Attualità

Coabitazione intergenerazionale, al via il progetto a San Marino

È stato avviato ufficialmente a San Marino il progetto di coabitazione intergenerazionale temporanea, iniziativa di carattere sociale promossa dalle Segreterie di Stato competenti con l’obiettivo di rafforzare la solidarietà tra generazioni e offrire risposte concrete ai bisogni emergenti della comunità.

Prende ufficialmente avvio il progetto di coabitazione intergenerazionale temporanea, un’iniziativa innovativa di carattere sociale finalizzata a promuovere la solidarietà tra generazioni e a rispondere in modo concreto ai bisogni emergenti della comunità” si legge nel comunicato.

L’iniziativa prevede una convivenza volontaria e regolamentata tra una persona anziana di almeno 65 anni, proprietaria di un’abitazione idonea, e un giovane tra i 18 e i 30 anni, studente o lavoratore stagionale.
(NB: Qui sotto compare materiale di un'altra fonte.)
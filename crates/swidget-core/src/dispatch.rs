// ── Command dispatch ──
//
// Routes commands and queries to the live socket when there is one and to
// the HTTP API otherwise. Socket commands are matched to their responses by
// correlation id through the pending table. Every result document is merged
// into the state store before it is returned.

use std::collections::HashMap;
use std::sync::atomic::{AtomicU64, Ordering};
use std::sync::{Arc, Mutex, PoisonError};
use std::time::{Duration, Instant};

use serde_json::Value;
use tokio::sync::{mpsc, oneshot};
use tracing::{debug, warn};

use swidget_api::HttpClient;
use swidget_api::websocket::codec::{self, CommandRequest, CorrelationId, QueryKind};
use swidget_api::websocket::{Frame, SocketEvent, SocketSupervisor, StateDelta};

use crate::convert::summary_from_value;
use crate::error::CoreError;
use crate::model::Summary;
use crate::store::StateStore;

type Slot = oneshot::Sender<Result<Value, CoreError>>;

struct PendingCommand {
    issued: Instant,
    /// Socket generation the frame went out on.
    generation: u64,
    slot: Slot,
}

/// Sends commands over whichever transport is available and folds the
/// results into the cached state.
pub struct Dispatcher {
    http: HttpClient,
    socket: Option<SocketSupervisor>,
    store: Arc<StateStore>,
    pending: Mutex<HashMap<CorrelationId, PendingCommand>>,
    next_id: AtomicU64,
    command_timeout: Duration,
    notifications: mpsc::UnboundedSender<Arc<StateDelta>>,
}

impl Dispatcher {
    pub fn new(
        http: HttpClient,
        socket: Option<SocketSupervisor>,
        store: Arc<StateStore>,
        command_timeout: Duration,
        notifications: mpsc::UnboundedSender<Arc<StateDelta>>,
    ) -> Self {
        Self {
            http,
            socket,
            store,
            pending: Mutex::new(HashMap::new()),
            next_id: AtomicU64::new(1),
            command_timeout,
            notifications,
        }
    }

    pub fn http(&self) -> &HttpClient {
        &self.http
    }

    pub fn socket(&self) -> Option<&SocketSupervisor> {
        self.socket.as_ref()
    }

    pub fn store(&self) -> &StateStore {
        &self.store
    }

    fn live_socket(&self) -> Option<&SocketSupervisor> {
        self.socket.as_ref().filter(|s| s.is_connected())
    }

    /// Commands still waiting for a response.
    pub fn outstanding(&self) -> usize {
        self.lock_pending().len()
    }

    fn lock_pending(&self) -> std::sync::MutexGuard<'_, HashMap<CorrelationId, PendingCommand>> {
        self.pending.lock().unwrap_or_else(PoisonError::into_inner)
    }

    // ── Commands ─────────────────────────────────────────────────────

    /// Invoke one function on one component and return the device's
    /// resulting state document.
    pub async fn send_command(
        &self,
        assembly: &str,
        component: &str,
        function: &str,
        payload: Value,
    ) -> Result<Value, CoreError> {
        let command = CommandRequest::new(assembly, component, function, payload);

        let result = match self.live_socket() {
            Some(socket) => {
                let id = self.next_correlation_id();
                let frame = codec::encode_command(id, &command);
                match self.round_trip(socket, id, frame).await {
                    Err(CoreError::ConnectionFailed { reason, .. }) => {
                        debug!(correlation_id = id, %reason, "socket write failed, using HTTP");
                        self.http.send_command(&command.to_document()).await?
                    }
                    other => other?,
                }
            }
            None => {
                debug!(assembly, component, function, "no live socket, using HTTP");
                self.http.send_command(&command.to_document()).await?
            }
        };

        self.store.apply_state(&result);
        Ok(result)
    }

    /// Push a configuration change. Only possible over the socket.
    pub async fn send_config(&self, payload: Value) -> Result<Value, CoreError> {
        let Some(socket) = self.live_socket() else {
            return Err(CoreError::unsupported(
                "send_config",
                "configuration can only be pushed over a live websocket",
            ));
        };
        let id = self.next_correlation_id();
        let frame = codec::encode_config(id, &payload);
        let result = self.round_trip(socket, id, frame).await?;
        self.store.update_configuration(&payload);
        Ok(result)
    }

    // ── Queries ──────────────────────────────────────────────────────

    pub async fn refresh_summary(&self) -> Result<Summary, CoreError> {
        let summary = match self.live_socket() {
            Some(socket) => {
                let document = self.query(socket, QueryKind::Summary).await?;
                summary_from_value(&document).ok_or_else(|| CoreError::MalformedFrame {
                    reason: "summary response did not match the expected shape".into(),
                })?
            }
            None => self.http.get_summary().await?.into(),
        };
        self.store.apply_summary(&summary);
        Ok(summary)
    }

    pub async fn refresh_state(&self) -> Result<Value, CoreError> {
        let document = match self.live_socket() {
            Some(socket) => self.query(socket, QueryKind::State).await?,
            None => self.http.get_state().await?,
        };
        self.store.apply_state(&document);
        Ok(document)
    }

    async fn query(&self, socket: &SocketSupervisor, kind: QueryKind) -> Result<Value, CoreError> {
        let id = self.next_correlation_id();
        self.round_trip(socket, id, codec::encode_query(id, kind)).await
    }

    // ── Correlation ──────────────────────────────────────────────────

    fn next_correlation_id(&self) -> CorrelationId {
        self.next_id.fetch_add(1, Ordering::Relaxed)
    }

    /// Register `id`, write `frame`, and wait for the matching response.
    async fn round_trip(&self, socket: &SocketSupervisor, id: CorrelationId, frame: String) -> Result<Value, CoreError> {
        let (slot, rx) = oneshot::channel();
        let generation = socket.generation();
        self.lock_pending().insert(
            id,
            PendingCommand {
                issued: Instant::now(),
                generation,
                slot,
            },
        );

        match socket.send_text(frame).await {
            Ok(sent_on) if sent_on != generation => {
                if let Some(entry) = self.lock_pending().get_mut(&id) {
                    entry.generation = sent_on;
                }
            }
            Ok(_) => {}
            Err(e) => {
                self.lock_pending().remove(&id);
                return Err(CoreError::ConnectionFailed {
                    host: socket.host().to_owned(),
                    reason: e.to_string(),
                });
            }
        }

        match tokio::time::timeout(self.command_timeout, rx).await {
            Ok(Ok(result)) => result,
            Ok(Err(_)) => Err(CoreError::ConnectionClosed),
            Err(_) => {
                self.lock_pending().remove(&id);
                warn!(correlation_id = id, "command timed out");
                Err(CoreError::CommandTimeout {
                    correlation_id: id,
                    timeout_ms: u64::try_from(self.command_timeout.as_millis()).unwrap_or(u64::MAX),
                })
            }
        }
    }

    fn resolve(&self, id: CorrelationId, result: Result<Value, CoreError>) {
        let Some(entry) = self.lock_pending().remove(&id) else {
            debug!(correlation_id = id, "dropping response for unknown command");
            return;
        };
        debug!(
            correlation_id = id,
            elapsed_ms = u64::try_from(entry.issued.elapsed().as_millis()).unwrap_or(u64::MAX),
            "command answered"
        );
        // The caller may have given up already.
        let _ = entry.slot.send(result);
    }

    /// Resolve every outstanding command with `ConnectionClosed`.
    pub fn fail_all(&self) {
        let drained: Vec<_> = self.lock_pending().drain().map(|(_, entry)| entry).collect();
        Self::fail(drained);
    }

    /// Resolve commands written to socket `generation` or an older one.
    /// Commands already sent on a newer socket keep waiting.
    fn fail_through(&self, generation: u64) {
        let drained: Vec<_> = {
            let mut pending = self.lock_pending();
            let stale: Vec<CorrelationId> = pending
                .iter()
                .filter(|(_, entry)| entry.generation <= generation)
                .map(|(id, _)| *id)
                .collect();
            stale.iter().filter_map(|id| pending.remove(id)).collect()
        };
        Self::fail(drained);
    }

    fn fail(drained: Vec<PendingCommand>) {
        if !drained.is_empty() {
            debug!(count = drained.len(), "failing outstanding commands");
        }
        for entry in drained {
            let _ = entry.slot.send(Err(CoreError::ConnectionClosed));
        }
    }

    // ── Inbound events ───────────────────────────────────────────────

    /// Route one supervisor event. Called from the event pump.
    pub fn handle_event(&self, event: SocketEvent) {
        match event {
            SocketEvent::Frame(Frame::Response { correlation_id, result }) => {
                let result = result.map_err(|message| CoreError::Rejected { message });
                self.resolve(correlation_id, result);
            }
            SocketEvent::Frame(Frame::Notification(delta)) => {
                self.store.apply_delta(&delta);
                if self.notifications.send(Arc::new(delta)).is_err() {
                    debug!("notification delivery task has stopped");
                }
            }
            SocketEvent::Frame(Frame::Error { reason }) => {
                warn!(%reason, "device reported an error frame");
            }
            SocketEvent::Disconnected { generation } => self.fail_through(generation),
            SocketEvent::Closed => self.fail_all(),
        }
    }
}

#[cfg(test)]
mod tests {
    use secrecy::SecretString;
    use serde_json::json;
    use swidget_api::Credentials;
    use swidget_api::websocket::NotificationKind;
    use url::Url;

    use super::*;

    fn dispatcher() -> (Dispatcher, mpsc::UnboundedReceiver<Arc<StateDelta>>) {
        let http = HttpClient::with_client(
            reqwest::Client::new(),
            Url::parse("http://127.0.0.1:9").expect("url"),
            Credentials::new("x-secret-key", SecretString::from("k".to_string())),
        );
        let (tx, rx) = mpsc::unbounded_channel();
        let dispatcher = Dispatcher::new(http, None, Arc::new(StateStore::new()), Duration::from_secs(5), tx);
        (dispatcher, rx)
    }

    fn register(dispatcher: &Dispatcher, id: CorrelationId) -> oneshot::Receiver<Result<Value, CoreError>> {
        register_on(dispatcher, id, 1)
    }

    fn register_on(
        dispatcher: &Dispatcher,
        id: CorrelationId,
        generation: u64,
    ) -> oneshot::Receiver<Result<Value, CoreError>> {
        let (slot, rx) = oneshot::channel();
        dispatcher.lock_pending().insert(
            id,
            PendingCommand {
                issued: Instant::now(),
                generation,
                slot,
            },
        );
        rx
    }

    #[tokio::test]
    async fn response_resolves_matching_entry_once() {
        let (dispatcher, _rx) = dispatcher();
        let waiter = register(&dispatcher, 7);

        dispatcher.handle_event(SocketEvent::Frame(Frame::Response {
            correlation_id: 7,
            result: Ok(json!({ "ok": true })),
        }));
        // A duplicate reply and a reply nobody asked for are both dropped.
        dispatcher.handle_event(SocketEvent::Frame(Frame::Response {
            correlation_id: 7,
            result: Ok(json!({ "ok": false })),
        }));
        dispatcher.handle_event(SocketEvent::Frame(Frame::Response {
            correlation_id: 8,
            result: Ok(json!({ "ok": false })),
        }));

        let value = waiter.await.expect("resolved").expect("ok");
        assert_eq!(value, json!({ "ok": true }));
        assert_eq!(dispatcher.outstanding(), 0);
    }

    #[tokio::test]
    async fn error_response_is_rejected() {
        let (dispatcher, _rx) = dispatcher();
        let waiter = register(&dispatcher, 3);
        dispatcher.handle_event(SocketEvent::Frame(Frame::Response {
            correlation_id: 3,
            result: Err("bad function".into()),
        }));
        let err = waiter.await.expect("resolved").expect_err("rejected");
        assert!(matches!(err, CoreError::Rejected { ref message } if message == "bad function"));
    }

    #[tokio::test]
    async fn disconnect_fails_everything() {
        let (dispatcher, _rx) = dispatcher();
        let a = register(&dispatcher, 1);
        let b = register(&dispatcher, 2);

        dispatcher.handle_event(SocketEvent::Disconnected { generation: 1 });

        assert!(matches!(a.await.expect("resolved"), Err(CoreError::ConnectionClosed)));
        assert!(matches!(b.await.expect("resolved"), Err(CoreError::ConnectionClosed)));
        assert_eq!(dispatcher.outstanding(), 0);
    }

    #[tokio::test]
    async fn late_disconnect_spares_commands_on_the_new_socket() {
        let (dispatcher, _rx) = dispatcher();
        let old = register_on(&dispatcher, 1, 1);
        let mut new = register_on(&dispatcher, 2, 2);

        // The drop of socket 1 is handled after socket 2 is already in use.
        dispatcher.handle_event(SocketEvent::Disconnected { generation: 1 });

        assert!(matches!(old.await.expect("resolved"), Err(CoreError::ConnectionClosed)));
        assert!(new.try_recv().is_err());
        assert_eq!(dispatcher.outstanding(), 1);

        dispatcher.handle_event(SocketEvent::Frame(Frame::Response {
            correlation_id: 2,
            result: Ok(json!({ "ok": true })),
        }));
        assert_eq!(new.await.expect("resolved").expect("ok"), json!({ "ok": true }));
    }

    #[tokio::test]
    async fn close_fails_every_generation() {
        let (dispatcher, _rx) = dispatcher();
        let a = register_on(&dispatcher, 1, 1);
        let b = register_on(&dispatcher, 2, 5);

        dispatcher.handle_event(SocketEvent::Closed);

        assert!(matches!(a.await.expect("resolved"), Err(CoreError::ConnectionClosed)));
        assert!(matches!(b.await.expect("resolved"), Err(CoreError::ConnectionClosed)));
    }

    #[tokio::test]
    async fn notification_is_merged_then_delivered() {
        let (dispatcher, mut rx) = dispatcher();
        let body = json!({ "connection": { "rssi": -61 } });
        dispatcher.handle_event(SocketEvent::Frame(Frame::Notification(StateDelta {
            kind: NotificationKind::DynamicUpdate,
            body: body.clone(),
        })));

        assert_eq!(dispatcher.store().snapshot().rssi, Some(-61));
        let delivered = rx.recv().await.expect("delivered");
        assert_eq!(delivered.body, body);
    }

    #[tokio::test]
    async fn config_needs_a_socket() {
        let (dispatcher, _rx) = dispatcher();
        let err = dispatcher
            .send_config(json!({ "led.brightness": 5 }))
            .await
            .expect_err("no socket");
        assert!(matches!(err, CoreError::UnsupportedOperation { .. }));
    }
}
Il giovane viene ospitato con un canone calmierato, con una riduzione che può arrivare fino al 50%, offrendo in cambio compagnia, presenza e un supporto leggero nella vita quotidiana.

Il progetto si fonda su una convivenza volontaria e regolamentata tra una persona anziana, di età pari o superiore ai 65 anni e proprietaria di un’abitazione idonea, e un giovane tra i 18 e i 30 anni, studente o lavoratore stagionale. Il giovane viene ospitato con un canone calmierato, fino a una riduzione del 50%, offrendo in cambio compagnia, presenza e un supporto leggero nella quotidianità”.

Il progetto mira a favorire l’incontro tra generazioni, sostenere l’accesso all’abitazione per i giovani e contrastare la solitudine delle persone anziane, senza configurarsi come un servizio di assistenza.

L’iniziativa nasce con l’obiettivo di favorire l’incontro e lo scambio tra generazioni, sostenere l’accesso all’abitazione per i giovani e contrastare la solitudine delle persone anziane, contribuendo al rafforzamento della coesione sociale. Non si tratta di un servizio di assistenza, bensì di una convivenza solidale, fondata sul rispetto reciproco, sull’autonomia delle parti e sulla valorizzazione delle relazioni umane”.

La partecipazione è volontaria, tutelata e regolamentata. Il giovane coabitante si impegna a garantire compagnia, piccoli aiuti domestici, supporto digitale e assistenza relazionale non sanitaria, nel rispetto della privacy e dell’autonomia dell’anziano. La convivenza è disciplinata da un contratto scritto, con durata compresa tra sei e dodici mesi, che definisce diritti e doveri di entrambe le parti.

Per aderire è possibile presentare istanza online tramite l’applicativo IOL (Istanze Online) sul sito della Pubblica Amministrazione oppure rivolgersi all’Ufficio Servizi Territoriali Domiciliari Integrati, in Via Lattanzio Valli 7 a Dogana. Le domande vengono valutate da una Commissione dedicata che cura l’abbinamento e accompagna l’intero percorso con attività di monitoraggio.

Il progetto si inserisce in una rete strutturata di garanzia, coordinata dalle Segreterie di Stato competenti in materia di Territorio, Sanità e Famiglia, insieme ai Servizi sociali e territoriali, a tutela sia delle persone anziane sia dei giovani coinvolti. Nessun partecipante viene lasciato solo: il percorso è seguito, verificato e supportato in ogni fase”.

Il comunicato si chiude evidenziando la valenza sociale dell’iniziativa.

La coabitazione intergenerazionale rappresenta una nuova visione dell’abitare, in cui la casa condivisa diventa spazio di relazione, sicurezza e comunità: un modello che genera valore sociale e contribuisce al benessere e alla crescita del Paese”.